Your answer is a copy of every line in the records where "SqliteRow" appears.

[Dataset records]
————

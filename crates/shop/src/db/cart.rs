//! Cart repository.
//!
//! The cart is keyed by product ID. Adding a product that is already present
//! bumps its quantity instead of creating a second line, and decrementing a
//! line at quantity 1 removes it.

use sqlx::sqlite::SqliteRow;
use sqlx::Row;
use tracing::{info, instrument};

use cartwheel_core::ProductId;

use super::{RepositoryError, Store, decimal_column, optional_decimal_column};
use crate::models::cart::{AddOutcome, CartLine, DecrementOutcome, NewCartLine};

/// Repository for cart operations.
pub struct CartRepository<'a> {
    store: &'a Store,
}

impl<'a> CartRepository<'a> {
    /// Create a new cart repository.
    #[must_use]
    pub const fn new(store: &'a Store) -> Self {
        Self { store }
    }

    /// Add one unit of a product.
    ///
    /// Inserts a line with quantity 1 if the product is absent, otherwise
    /// increments the existing line. Product fields are only copied on insert.
    /// A single upsert, so concurrent adds of one product never collide.
    ///
    /// # Errors
    ///
    /// Returns `RepositoryError::Database` if the statement fails.
    #[instrument(skip(self, line), fields(product_id = %line.id))]
    pub async fn add(&self, line: &NewCartLine) -> Result<AddOutcome, RepositoryError> {
        let quantity: i64 = sqlx::query_scalar(
            "INSERT INTO cart (id, title, price, quantity, thumbnail, photo, discount) \
             VALUES (?, ?, ?, 1, ?, ?, ?) \
             ON CONFLICT(id) DO UPDATE SET quantity = quantity + 1 \
             RETURNING quantity",
        )
        .bind(line.id)
        .bind(&line.title)
        .bind(line.price.to_string())
        .bind(&line.thumbnail)
        .bind(&line.photo)
        .bind(line.discount.map(|d| d.to_string()))
        .fetch_one(self.store.pool())
        .await?;

        // Stored quantities are at least 1, so only a fresh insert returns 1.
        let outcome = if quantity == 1 {
            AddOutcome::Added
        } else {
            AddOutcome::QuantityIncreased
        };

        info!(?outcome, quantity, "Cart updated");
        Ok(outcome)
    }

    /// Increase a line's quantity by one.
    ///
    /// # Errors
    ///
    /// Returns `RepositoryError::NotFound` if the product is not in the cart.
    /// Returns `RepositoryError::Database` if the update fails.
    pub async fn increment(&self, id: ProductId) -> Result<(), RepositoryError> {
        let result = sqlx::query("UPDATE cart SET quantity = quantity + 1 WHERE id = ?")
            .bind(id)
            .execute(self.store.pool())
            .await?;

        if result.rows_affected() == 0 {
            return Err(RepositoryError::NotFound);
        }
        Ok(())
    }

    /// Decrease a line's quantity by one, removing it when it would reach 0.
    ///
    /// # Errors
    ///
    /// Returns `RepositoryError::NotFound` if the product is not in the cart.
    /// Returns `RepositoryError::Database` if the transaction fails.
    #[instrument(skip(self))]
    pub async fn decrement(&self, id: ProductId) -> Result<DecrementOutcome, RepositoryError> {
        let mut tx = self.store.pool().begin().await?;

        let quantity: i64 = sqlx::query_scalar("SELECT quantity FROM cart WHERE id = ?")
            .bind(id)
            .fetch_optional(&mut *tx)
            .await?
            .ok_or(RepositoryError::NotFound)?;

        let outcome = if quantity > 1 {
            sqlx::query("UPDATE cart SET quantity = quantity - 1 WHERE id = ?")
                .bind(id)
                .execute(&mut *tx)
                .await?;
            DecrementOutcome::Decremented
        } else {
            sqlx::query("DELETE FROM cart WHERE id = ?")
                .bind(id)
                .execute(&mut *tx)
                .await?;
            DecrementOutcome::Removed
        };

        tx.commit().await?;
        Ok(outcome)
    }

    /// All cart lines, ordered by product ID.
    ///
    /// # Errors
    ///
    /// Returns `RepositoryError::Database` if the query fails.
    /// Returns `RepositoryError::DataCorruption` if a stored row is invalid.
    pub async fn list(&self) -> Result<Vec<CartLine>, RepositoryError> {
        let rows = sqlx::query(
            "SELECT id, title, price, quantity, thumbnail, photo, discount FROM cart ORDER BY id",
        )
        .fetch_all(self.store.pool())
        .await?;

        rows.iter().map(cart_line_from_row).collect()
    }

    /// Remove every line. Returns the number of lines removed.
    ///
    /// # Errors
    ///
    /// Returns `RepositoryError::Database` if the delete fails.
    pub async fn clear(&self) -> Result<u64, RepositoryError> {
        let result = sqlx::query("DELETE FROM cart")
            .execute(self.store.pool())
            .await?;
        Ok(result.rows_affected())
    }
}

fn cart_line_from_row(row: &SqliteRow) -> Result<CartLine, RepositoryError> {
    let quantity: i64 = row.try_get("quantity")?;
    let quantity = u32::try_from(quantity)
        .ok()
        .filter(|q| *q >= 1)
        .ok_or_else(|| RepositoryError::DataCorruption(format!("invalid quantity: {quantity}")))?;

    Ok(CartLine {
        id: row.try_get("id")?,
        title: row.try_get("title")?,
        price: decimal_column(row, "price")?,
        quantity,
        thumbnail: row.try_get("thumbnail")?,
        photo: row.try_get("photo")?,
        discount: optional_decimal_column(row, "discount")?,
    })
}

#[cfg(test)]
#[allow(clippy::unwrap_used)]
mod tests {
    use rust_decimal::Decimal;
    use secrecy::SecretString;

    use super::*;
    use crate::config::DatabaseConfig;

    fn product(id: i64, price: Decimal) -> NewCartLine {
        NewCartLine {
            id: ProductId::new(id),
            title: format!("Product {id}"),
            price,
            thumbnail: format!("https://cdn.example.com/{id}/thumb.png"),
            photo: format!("https://cdn.example.com/{id}/1.png"),
            discount: Some(Decimal::new(12, 2)),
        }
    }

    #[tokio::test]
    async fn test_add_then_add_again_increments() {
        let store = Store::in_memory().await.unwrap();
        let repo = CartRepository::new(&store);

        assert_eq!(
            repo.add(&product(1, Decimal::new(999, 2))).await.unwrap(),
            AddOutcome::Added
        );
        assert_eq!(
            repo.add(&product(1, Decimal::new(999, 2))).await.unwrap(),
            AddOutcome::QuantityIncreased
        );

        let lines = repo.list().await.unwrap();
        assert_eq!(lines.len(), 1);
        assert_eq!(lines[0].quantity, 2);
        assert_eq!(lines[0].price, Decimal::new(999, 2));
        assert_eq!(lines[0].discount, Some(Decimal::new(12, 2)));
    }

    #[tokio::test]
    async fn test_decrement_removes_at_one() {
        let store = Store::in_memory().await.unwrap();
        let repo = CartRepository::new(&store);
        let id = ProductId::new(7);

        repo.add(&product(7, Decimal::from(10))).await.unwrap();
        repo.increment(id).await.unwrap();

        assert_eq!(repo.decrement(id).await.unwrap(), DecrementOutcome::Decremented);
        assert_eq!(repo.list().await.unwrap()[0].quantity, 1);

        assert_eq!(repo.decrement(id).await.unwrap(), DecrementOutcome::Removed);
        assert!(repo.list().await.unwrap().is_empty());
    }

    #[tokio::test]
    async fn test_missing_line_is_not_found() {
        let store = Store::in_memory().await.unwrap();
        let repo = CartRepository::new(&store);

        assert!(matches!(
            repo.increment(ProductId::new(3)).await,
            Err(RepositoryError::NotFound)
        ));
        assert!(matches!(
            repo.decrement(ProductId::new(3)).await,
            Err(RepositoryError::NotFound)
        ));
    }

    #[tokio::test]
    async fn test_list_orders_by_id_and_clear() {
        let store = Store::in_memory().await.unwrap();
        let repo = CartRepository::new(&store);

        repo.add(&product(5, Decimal::ONE)).await.unwrap();
        repo.add(&product(2, Decimal::ONE)).await.unwrap();

        let ids: Vec<_> = repo.list().await.unwrap().iter().map(|l| l.id).collect();
        assert_eq!(ids, vec![ProductId::new(2), ProductId::new(5)]);

        assert_eq!(repo.clear().await.unwrap(), 2);
        assert!(repo.list().await.unwrap().is_empty());
    }

    #[tokio::test]
    async fn test_concurrent_adds_share_one_line() {
        let path = std::env::temp_dir().join(format!("cartwheel-cart-{}.db", std::process::id()));
        let config = DatabaseConfig {
            url: SecretString::from(format!("sqlite://{}", path.display())),
            max_connections: 4,
            reset_orders_on_launch: false,
        };
        let _ = std::fs::remove_file(&path);
        let store = Store::open(&config).await.unwrap();

        let mut tasks = Vec::new();
        for _ in 0..8 {
            let store = store.clone();
            tasks.push(tokio::spawn(async move {
                CartRepository::new(&store)
                    .add(&product(4, Decimal::from(3)))
                    .await
                    .unwrap()
            }));
        }
        let mut outcomes = Vec::new();
        for task in tasks {
            outcomes.push(task.await.unwrap());
        }

        let lines = CartRepository::new(&store).list().await.unwrap();
        store.pool().close().await;
        for suffix in ["", "-wal", "-shm"] {
            let _ = std::fs::remove_file(format!("{}{suffix}", path.display()));
        }

        assert_eq!(lines.len(), 1);
        assert_eq!(lines[0].quantity, 8);
        assert_eq!(
            outcomes.iter().filter(|o| **o == AddOutcome::Added).count(),
            1
        );
    }
}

————

▶ RESPONSE FOR THIS EXERCISE:
use sqlx::sqlite::SqliteRow;
fn cart_line_from_row(row: &SqliteRow) -> Result<CartLine, RepositoryError> {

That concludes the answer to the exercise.